There is a manufacturing renaissance happening in our country right now. Just seven households out of a thousand have an air conditioner at home. The number of those having washing machines is even lower. In the last two, three years, washing machine and air conditioner sales in our country had stagnated a bit. Industry was on a slightly slower growth. Would you buy an air-conditioner player like Voltas and Blue Star or would you go in the direction of those who are manufacturing for them like Amber or Dixon?
Abhay Agarwal: I think our bets are already in the latter category because we like scale and manufacturing as a segment rewards scale. So the larger you are, the bigger you are, you can drive tremendous efficiencies of size. And that size gives you higher margins, higher growth ability to get large customers. We have seen this play out very closely through Dixon, which has gone on from strength to strength, from just being the largest LED TV manufacturer to getting into mobiles, other segments.
Look at what their peers like Foxconn, Winston are doing. They are really pushing the envelope where Foxconn is saying that they may actually start building electric vehicles, four-wheelers for their customers. I think outsourced manufacturing as a concept is here to stay and it will reward large players. While there is nothing wrong with branded players like the ones we mentioned, we would like to back very efficient, large and getting larger manufacturers like Dixon and Amber purely for the reason that in India, nobody has seen the benefits of size and scale. I think these companies will demonstrate that. They have already demonstrated that in terms of their market price performance also.
Nomura and CLSA have had a bit of a cautious view. They were both quite positive on financials. The updates that we have got from HDFC Bank or PSU banks like Bank of Maharashtra, Central Bank, or even the smaller names like RBL, have been quite positive. Even NBFCs for that matter, a case in point being Bajaj Finance. Why is it not reflected in the stock price with the enthusiasm we are seeing in the rest of the sectors like real estate, for instance?
Abhay Agarwal: I think the reason is that some of the largecap financial services, companies, banks, and NBFCs are already fairly owned, so they do get incremental flow, but this is not a new story. I mean, this has been a story fothe r last five years. We have seen the Bank Nifty do very well year on year for the last five years. As a result, this is already a very large part of portfolio allocations.
As fund managers look for newer stories, newer opportunities, financial services, unless there is a very high growth stock, there is very little appetite to add now, right now. Where the action is still emerging in the financial space is in slightly smaller players, players that are focused on microfinance or smaller banks like say a CSB bank or say microfinance company like Credit Access or Spandana Sphoorty because these are growing faster and they are able to target a very large customer base just because of their business model.
My expectation is for a while, just because these large banks and large NBFCs are fairly owned and fairly priced also by global standards. In the US, the large banks have underperformed the indices, they are almost down 25% over the last 12 months. In that environment, the appetite for larger banks would be limited, I would say.

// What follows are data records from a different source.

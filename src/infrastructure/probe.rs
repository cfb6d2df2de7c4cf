//! Backend reachability checks for `/debug/llm` and `doctor`

use std::time::{Duration, Instant};

use serde::Serialize;

use crate::domain::{EmbeddingProvider, LlmProvider, LlmRequest};
use crate::infrastructure::llm::PROBE_PROMPT;

/// Result of poking one backend
#[derive(Debug, Clone, Serialize)]
pub struct BackendProbe {
    pub backend: String,
    pub model: String,
    pub ok: bool,
    /// Model output, or the error that prevented one
    pub detail: String,
    pub elapsed_ms: u64,
}

/// Send the fixed probe prompt and report whether the model answered
pub async fn probe_llm(llm: &dyn LlmProvider, timeout: Duration) -> BackendProbe {
    let start = Instant::now();
    let request = LlmRequest::builder(PROBE_PROMPT).max_tokens(16).build();

    let (ok, detail) = match tokio::time::timeout(timeout, llm.complete(request)).await {
        Ok(Ok(response)) if !response.is_blank() => (true, response.text),
        Ok(Ok(_)) => (false, "model returned an empty response".to_string()),
        Ok(Err(e)) => (false, e.to_string()),
        Err(_) => (false, format!("no response within {}s", timeout.as_secs())),
    };

    BackendProbe {
        backend: llm.provider_name().to_string(),
        model: llm.model_name().to_string(),
        ok,
        detail,
        elapsed_ms: start.elapsed().as_millis() as u64,
    }
}

/// Embed a short text and report the vector size
pub async fn probe_embedder(embedder: &dyn EmbeddingProvider, timeout: Duration) -> BackendProbe {
    let start = Instant::now();

    let (ok, detail) = match tokio::time::timeout(timeout, embedder.embed(PROBE_PROMPT)).await {
        Ok(Ok(embedding)) => (true, format!("{} dimensions", embedding.dimensions())),
        Ok(Err(e)) => (false, e.to_string()),
        Err(_) => (false, format!("no response within {}s", timeout.as_secs())),
    };

    BackendProbe {
        backend: embedder.provider_name().to_string(),
        model: embedder.model_name().to_string(),
        ok,
        detail,
        elapsed_ms: start.elapsed().as_millis() as u64,
    }
}

#[cfg(test)]
mod tests {
    use super::*;
    use crate::domain::embedding::MockEmbeddingProvider;
    use crate::domain::llm::MockLlmProvider;

    #[tokio::test]
    async fn test_probe_llm_ok() {
        let llm = MockLlmProvider::new().with_response("OK");

        let probe = probe_llm(&llm, Duration::from_secs(5)).await;

        assert!(probe.ok);
        assert_eq!(probe.detail, "OK");
        assert_eq!(llm.prompts(), vec![PROBE_PROMPT.to_string()]);
    }

    #[tokio::test]
    async fn test_probe_llm_failure() {
        let llm = MockLlmProvider::new().with_error("connection refused");

        let probe = probe_llm(&llm, Duration::from_secs(5)).await;

        assert!(!probe.ok);
        assert!(probe.detail.contains("connection refused"));
    }

    #[tokio::test]
    async fn test_probe_llm_timeout() {
        let llm = MockLlmProvider::new()
            .with_response("OK")
            .with_delay(Duration::from_secs(3));

        let probe = probe_llm(&llm, Duration::from_secs(1)).await;

        assert!(!probe.ok);
        assert!(probe.detail.contains("within 1s"));
    }

    #[tokio::test]
    async fn test_probe_embedder() {
        let ok = probe_embedder(&MockEmbeddingProvider::new(24), Duration::from_secs(1)).await;
        let down = probe_embedder(
            &MockEmbeddingProvider::new(24).with_error("unreachable"),
            Duration::from_secs(1),
        )
        .await;

        assert!(ok.ok);
        assert_eq!(ok.detail, "24 dimensions");
        assert!(!down.ok);
    }
}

The Dabur commentary on Q3 updates seemed to be suggesting early signs of some recovery being visible on a sequential front. As it is they are a very conservative management. We have seen that some of these stocks like HUL, Dabur, Maricos of the world have already bottomed and started gradually moving up. Would you look at this space at all?
Abhay Agarwal: No, I would. We are looking at it because the good thing is the valuations are not stretched, compared to what the volume growth can be over the next three or five years. And these are very well-run companies. In that whole segment, there is Lever, Nestle, Marico, Godrej and Dabur – a bunch of large companies that have already built absolutely amazing distribution. With downwards adjustment in their valuations, they would be tempted. We would wait to see the quarterly results, their commentary on volume growth and impact of lower commodity prices on their margins and then make a bet.